For learning performance, equal numbers of flies from the 14 inbred lines were combined to create a mixed inbred population; adults from the 14 crosses were likewise combined to obtain a mixed F1 population. These two populations and the outbred population were then assayed for short-term memory after 3 cycles of conditioning, as well as for unconditioned responses to odours. The learning scores were analysed with an anova, with inbreeding status (outbred, inbred and crossed) as the fixed factor and block (defined by three experimental sessions) as a random factor. The odour avoidance scores were likewise analysed with an anova, treating inbreeding status and odorant as fixed effects and experimental session as a random block effect.

We also measured the egg-to-adult viability of the three categories of flies (inbred, crosses and outbred) on normal food, as well as on poor food containing 10% of yeast used in normal food.
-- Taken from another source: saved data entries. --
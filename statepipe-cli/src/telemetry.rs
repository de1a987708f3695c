//! Logging bootstrap
//!
//! Logs go to stderr so command output on stdout stays machine-readable.

use std::fmt;
use std::str::FromStr;

use tracing_subscriber::{layer::SubscriberExt, util::SubscriberInitExt, EnvFilter};

use crate::error::{CliError, CliResult};

const DEFAULT_FILTER: &str = "statepipe=info,statepipe_storage=info,statepipe_pg=info,warn";

/// Log line format.
#[derive(Debug, Clone, Copy, PartialEq, Eq, Default)]
pub enum LogFormat {
    #[default]
    Text,
    Json,
}

impl FromStr for LogFormat {
    type Err = CliError;

    fn from_str(s: &str) -> Result<Self, Self::Err> {
        match s.trim().to_ascii_lowercase().as_str() {
            "text" | "" => Ok(LogFormat::Text),
            "json" => Ok(LogFormat::Json),
            other => Err(CliError::Telemetry(format!(
                "STATEPIPE_LOG_FORMAT must be 'text' or 'json', got '{other}'"
            ))),
        }
    }
}

impl fmt::Display for LogFormat {
    fn fmt(&self, f: &mut fmt::Formatter<'_>) -> fmt::Result {
        match self {
            LogFormat::Text => f.write_str("text"),
            LogFormat::Json => f.write_str("json"),
        }
    }
}

/// Telemetry configuration from environment variables.
#[derive(Debug, Clone)]
pub struct TelemetryConfig {
    /// `STATEPIPE_LOG_FORMAT`: text or json (default: text)
    pub log_format: LogFormat,
    /// Filter used when `RUST_LOG` is unset
    pub default_filter: String,
}

impl Default for TelemetryConfig {
    fn default() -> Self {
        Self {
            log_format: LogFormat::Text,
            default_filter: DEFAULT_FILTER.to_string(),
        }
    }
}

impl TelemetryConfig {
    pub fn from_env() -> CliResult<Self> {
        let log_format = match std::env::var("STATEPIPE_LOG_FORMAT") {
            Ok(value) => value.parse()?,
            Err(_) => LogFormat::default(),
        };
        Ok(Self {
            log_format,
            ..Self::default()
        })
    }
}

/// Install the global tracing subscriber.
///
/// Call once at startup. `RUST_LOG` overrides the default filter.
pub fn init_tracing(config: &TelemetryConfig) -> CliResult<()> {
    let env_filter = EnvFilter::try_from_default_env()
        .unwrap_or_else(|_| EnvFilter::new(&config.default_filter));

    let registry = tracing_subscriber::registry().with(env_filter);
    let result = match config.log_format {
        LogFormat::Json => registry
            .with(tracing_subscriber::fmt::layer().json().with_writer(std::io::stderr))
            .try_init(),
        LogFormat::Text => registry
            .with(tracing_subscriber::fmt::layer().with_writer(std::io::stderr))
            .try_init(),
    };
    result.map_err(|e| CliError::Telemetry(format!("Failed to init subscriber: {e}")))?;

    tracing::debug!(log_format = %config.log_format, "Logging initialized");
    Ok(())
}
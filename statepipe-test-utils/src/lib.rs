//! Statepipe Test Utilities
//!
//! Shared test infrastructure for the statepipe workspace:
//! - Proptest generators for documents, paths, edits, and filters
//! - Fixtures modelled on the invoice states the pipeline edits
//! - Assertions over `StateResult`

// Re-export core types for convenience
pub use statepipe_core::{
    Document, DocumentColumn, DocumentShape, FieldEdit, FieldPath, FieldValue, IdentityFilter,
    NotFoundError, RawRow, Slot, StateError, StateId, StateRecord, StateResult, StorageError,
    Timestamp, ValidationError,
};
pub use statepipe_storage::InMemoryRepository;

use serde_json::{json, Value};
use uuid::Uuid;

// ============================================================================
// PROPTEST GENERATORS
// ============================================================================

pub mod generators {
    //! Proptest strategies for statepipe types.

    use super::*;
    use chrono::{TimeZone, Utc};
    use proptest::prelude::*;

    /// Generate a random UUID.
    pub fn arb_state_id() -> impl Strategy<Value = StateId> {
        any::<[u8; 16]>().prop_map(Uuid::from_bytes)
    }

    /// Generate a timestamp between 2020 and 2030.
    pub fn arb_timestamp() -> impl Strategy<Value = Timestamp> {
        (1_577_836_800i64..1_893_456_000i64)
            .prop_map(|secs| Utc.timestamp_opt(secs, 0).single().unwrap_or_default())
    }

    /// Generate an arbitrary JSON value, nested up to four levels.
    pub fn arb_json() -> impl Strategy<Value = Value> {
        let leaf = prop_oneof![
            Just(Value::Null),
            any::<bool>().prop_map(Value::Bool),
            any::<i64>().prop_map(Value::from),
            (-1.0e6f64..1.0e6).prop_map(Value::from),
            "[a-zA-Z0-9 ]{0,12}".prop_map(Value::String),
        ];
        leaf.prop_recursive(4, 48, 6, |inner| {
            prop_oneof![
                prop::collection::vec(inner.clone(), 0..4).prop_map(Value::Array),
                prop::collection::vec(("[a-z_]{1,8}", inner), 0..5)
                    .prop_map(|entries| Value::Object(entries.into_iter().collect())),
            ]
        })
    }

    /// Generate a JSON object document.
    pub fn arb_document() -> impl Strategy<Value = Document> {
        prop::collection::vec(("[a-z_]{1,8}", arb_json()), 0..6)
            .prop_map(|entries| entries.into_iter().collect())
    }

    /// Generate a field path of one to four segments.
    pub fn arb_field_path() -> impl Strategy<Value = FieldPath> {
        prop::collection::vec("[a-z_]{1,8}", 1..5).prop_filter_map("valid path", |segments| {
            FieldPath::new(segments).ok()
        })
    }

    /// Generate a field value with confidence in [0, 1].
    pub fn arb_field_value() -> impl Strategy<Value = FieldValue> {
        ("[A-Za-z ]{0,16}", 0.0f64..=1.0).prop_filter_map("finite confidence", |(value, confidence)| {
            FieldValue::new(value, confidence).ok()
        })
    }

    /// Generate a field edit.
    pub fn arb_field_edit() -> impl Strategy<Value = FieldEdit> {
        (arb_field_path(), arb_field_value()).prop_map(|(path, value)| FieldEdit::new(path, value))
    }

    /// Generate an identity filter over a small value alphabet so that
    /// generated documents match it with useful probability.
    pub fn arb_identity_filter() -> impl Strategy<Value = IdentityFilter> {
        let value = || proptest::option::of("[ab]{1,2}");
        (value(), value(), value(), value(), value()).prop_map(
            |(trace_id, doc_id, workflow_id, tenant_id, step_id)| {
                let mut filter = IdentityFilter::new();
                if let Some(v) = trace_id {
                    filter = filter.with_trace_id(v);
                }
                if let Some(v) = doc_id {
                    filter = filter.with_doc_id(v);
                }
                if let Some(v) = workflow_id {
                    filter = filter.with_workflow_id(v);
                }
                if let Some(v) = tenant_id {
                    filter = filter.with_tenant_id(v);
                }
                if let Some(v) = step_id {
                    filter = filter.with_step_id(v);
                }
                filter
            },
        )
    }

    /// Generate a document whose identifier keys draw from the same
    /// alphabet as [`arb_identity_filter`].
    pub fn arb_identified_document() -> impl Strategy<Value = Document> {
        let id = || {
            prop_oneof![
                Just(None),
                "[ab]{1,2}".prop_map(|s| Some(Value::String(s))),
                any::<i64>().prop_map(|n| Some(Value::from(n))),
            ]
        };
        (id(), id(), id(), id(), id(), arb_document()).prop_map(
            |(trace_id, doc_id, workflow_id, tenant_id, step_id, mut document)| {
                for (key, value) in [
                    ("trace_id", trace_id),
                    ("doc_id", doc_id),
                    ("workflow_id", workflow_id),
                    ("tenant_id", tenant_id),
                    ("step_id", step_id),
                ] {
                    match value {
                        Some(value) => {
                            document.insert(key.to_string(), value);
                        }
                        None => {
                            document.remove(key);
                        }
                    }
                }
                document
            },
        )
    }

    /// Generate a persisted record with optional timestamps.
    pub fn arb_state_record() -> impl Strategy<Value = StateRecord> {
        (
            arb_state_id(),
            arb_identified_document(),
            proptest::option::of(arb_timestamp()),
            proptest::option::of(arb_timestamp()),
        )
            .prop_map(|(id, document, created_at, updated_at)| {
                StateRecord::new(id, document).with_timestamps(created_at, updated_at)
            })
    }
}

// ============================================================================
// TEST FIXTURES
// ============================================================================

pub mod fixtures {
    //! Pre-built fixtures for common scenarios.

    use super::*;

    pub const TRACE_ID: &str = "fabpqz0l-7g2h-11ee-be56-0242ac120002";
    pub const DOC_ID: &str = "afsds-dsafs-fsdf-fs";
    pub const WORKFLOW_ID: &str = "afsds-dsafs-fsdf-fs_wf_sdsf";
    pub const TENANT_ID: &str = "tt";
    pub const STEP_ID: &str = "S01";

    /// A flattened invoice state with an empty shipper.
    pub fn invoice_document() -> Document {
        let value = json!({
            "trace_id": TRACE_ID,
            "doc_id": DOC_ID,
            "workflow_id": WORKFLOW_ID,
            "tenant_id": TENANT_ID,
            "step_id": STEP_ID,
            "canonical_schema": {
                "schema_name": "invoice_canonical_schema",
                "schema_version": "1.0",
                "document_type": "invoice",
                "parties": {
                    "shipper": {},
                    "consignee": {
                        "name": {"value": "XYZ Retail", "confidence": 0.91}
                    },
                    "bill_to": {}
                },
                "totals": {
                    "amount": {"value": "1520.00", "confidence": 0.88}
                }
            }
        });
        match value {
            Value::Object(document) => document,
            _ => Document::new(),
        }
    }

    /// Filter selecting [`invoice_document`] by every identifier.
    pub fn invoice_filter() -> IdentityFilter {
        IdentityFilter::new()
            .with_trace_id(TRACE_ID)
            .with_doc_id(DOC_ID)
            .with_workflow_id(WORKFLOW_ID)
            .with_tenant_id(TENANT_ID)
            .with_step_id(STEP_ID)
    }

    pub fn shipper_name_path() -> FieldPath {
        FieldPath::new(["canonical_schema", "parties", "shipper", "name"])
            .unwrap_or_else(|e| panic!("fixture path is valid: {e}"))
    }

    /// Set the shipper name to "ABC Logistics" at confidence 0.98.
    pub fn shipper_edit() -> FieldEdit {
        let value = FieldValue::new("ABC Logistics", 0.98)
            .unwrap_or_else(|e| panic!("fixture value is valid: {e}"));
        FieldEdit::new(shipper_name_path(), value)
    }

    /// A fresh invoice record with a new v7 id.
    pub fn invoice_record() -> StateRecord {
        StateRecord::new(Uuid::now_v7(), invoice_document())
    }

    /// Raw row as a database extraction returns it.
    pub fn invoice_raw_row(state_id: StateId) -> RawRow {
        let mut row = RawRow::new();
        row.insert("state_id".to_string(), Value::String(state_id.to_string()));
        row.insert("extracted_data".to_string(), Value::Object(invoice_document()));
        row.insert(
            "created_at".to_string(),
            Value::String("2025-03-04T10:00:00.000000+00:00".to_string()),
        );
        row.insert("updated_at".to_string(), Value::Null);
        row
    }

    /// In-memory repository holding one invoice row; returns its id.
    pub fn seeded_repository() -> (InMemoryRepository, StateId) {
        let repository = InMemoryRepository::new();
        let state_id = Uuid::now_v7();
        repository
            .insert_raw_row(invoice_raw_row(state_id))
            .unwrap_or_else(|e| panic!("fixture row is valid: {e}"));
        (repository, state_id)
    }
}

// ============================================================================
// CUSTOM ASSERTIONS
// ============================================================================

pub mod assertions {
    //! Assertions over statepipe results.

    use super::*;

    /// Assert that a StateResult is a NotFound error for `state_id`.
    #[track_caller]
    pub fn assert_not_found<T: std::fmt::Debug>(result: &StateResult<T>, state_id: StateId) {
        match result {
            Err(StateError::NotFound(NotFoundError { state_id: id })) => {
                assert_eq!(*id, state_id, "Wrong state id in NotFound error");
            }
            other => panic!("Expected NotFound for {}, got: {:?}", state_id, other),
        }
    }

    /// Assert that a StateResult is a Validation error.
    #[track_caller]
    pub fn assert_validation_error<T: std::fmt::Debug>(result: &StateResult<T>) {
        match result {
            Err(StateError::Validation(_)) => {}
            other => panic!("Expected Validation error, got: {:?}", other),
        }
    }

    /// Assert that a StateResult is a Storage error.
    #[track_caller]
    pub fn assert_storage_error<T: std::fmt::Debug>(result: &StateResult<T>) {
        match result {
            Err(StateError::Storage(_)) => {}
            other => panic!("Expected Storage error, got: {:?}", other),
        }
    }

    /// Assert that `path` in `document` holds exactly `value`.
    #[track_caller]
    pub fn assert_field(document: &Document, path: &FieldPath, value: &FieldValue) {
        assert_eq!(
            statepipe_core::read_path(document, path).cloned(),
            Slot::Present(value.to_json()),
            "Field {} does not hold {:?}",
            path,
            value
        );
    }
}

// =============================================================================
// TESTS
// =============================================================================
Within each category, the eggs were randomly distributed among vials, each vial set up with eggs from up to four lines, according to egg availability. Three of the 14 inbred lines did not produce enough eggs for this assay, and some other lines had poor fertility, so the target 100 eggs per vial not always could be reached. Specifically, on normal food, 32% of the vials contained between 75 and 100 eggs, and 11% fewer than 75. On poor food, 17% of the vials contained between 75 and 100 eggs, and 8% fewer than 75. For each vial, viability was calculated as the number of adult flies emerged per vial divided by the number of eggs originally placed in this vial. These values were subject to an anova, with inbreeding status and food type and their interaction as fixed effects.

Variation among inbred lines

Learning performance

Because of the labour intensity of the learning assays, for the variation among inbred lines we concentrated on the learning assay for which the average effect of inbreeding was most pronounced, that is, on short-term memory after 3 cycles of conditioning. This was performed on 14 highly inbred lines (12 generations of inbreeding 0.75 < F < 0.93), with 9–14 replicate learning scores per line.

Egg-to-adult viability

Fourteen inbred lines were included, with 4–7 replicate vials per line with 100 eggs each. Some lines had poor fertility, so ten vials (out of 97) contained fewer than the target 100 eggs (15–90 eggs; one vial in line 35, two in line 13, five in line 14 and two in line 48). Seven replicates from the outbred base population were also included. The viability of the flies was assessed as described earlier.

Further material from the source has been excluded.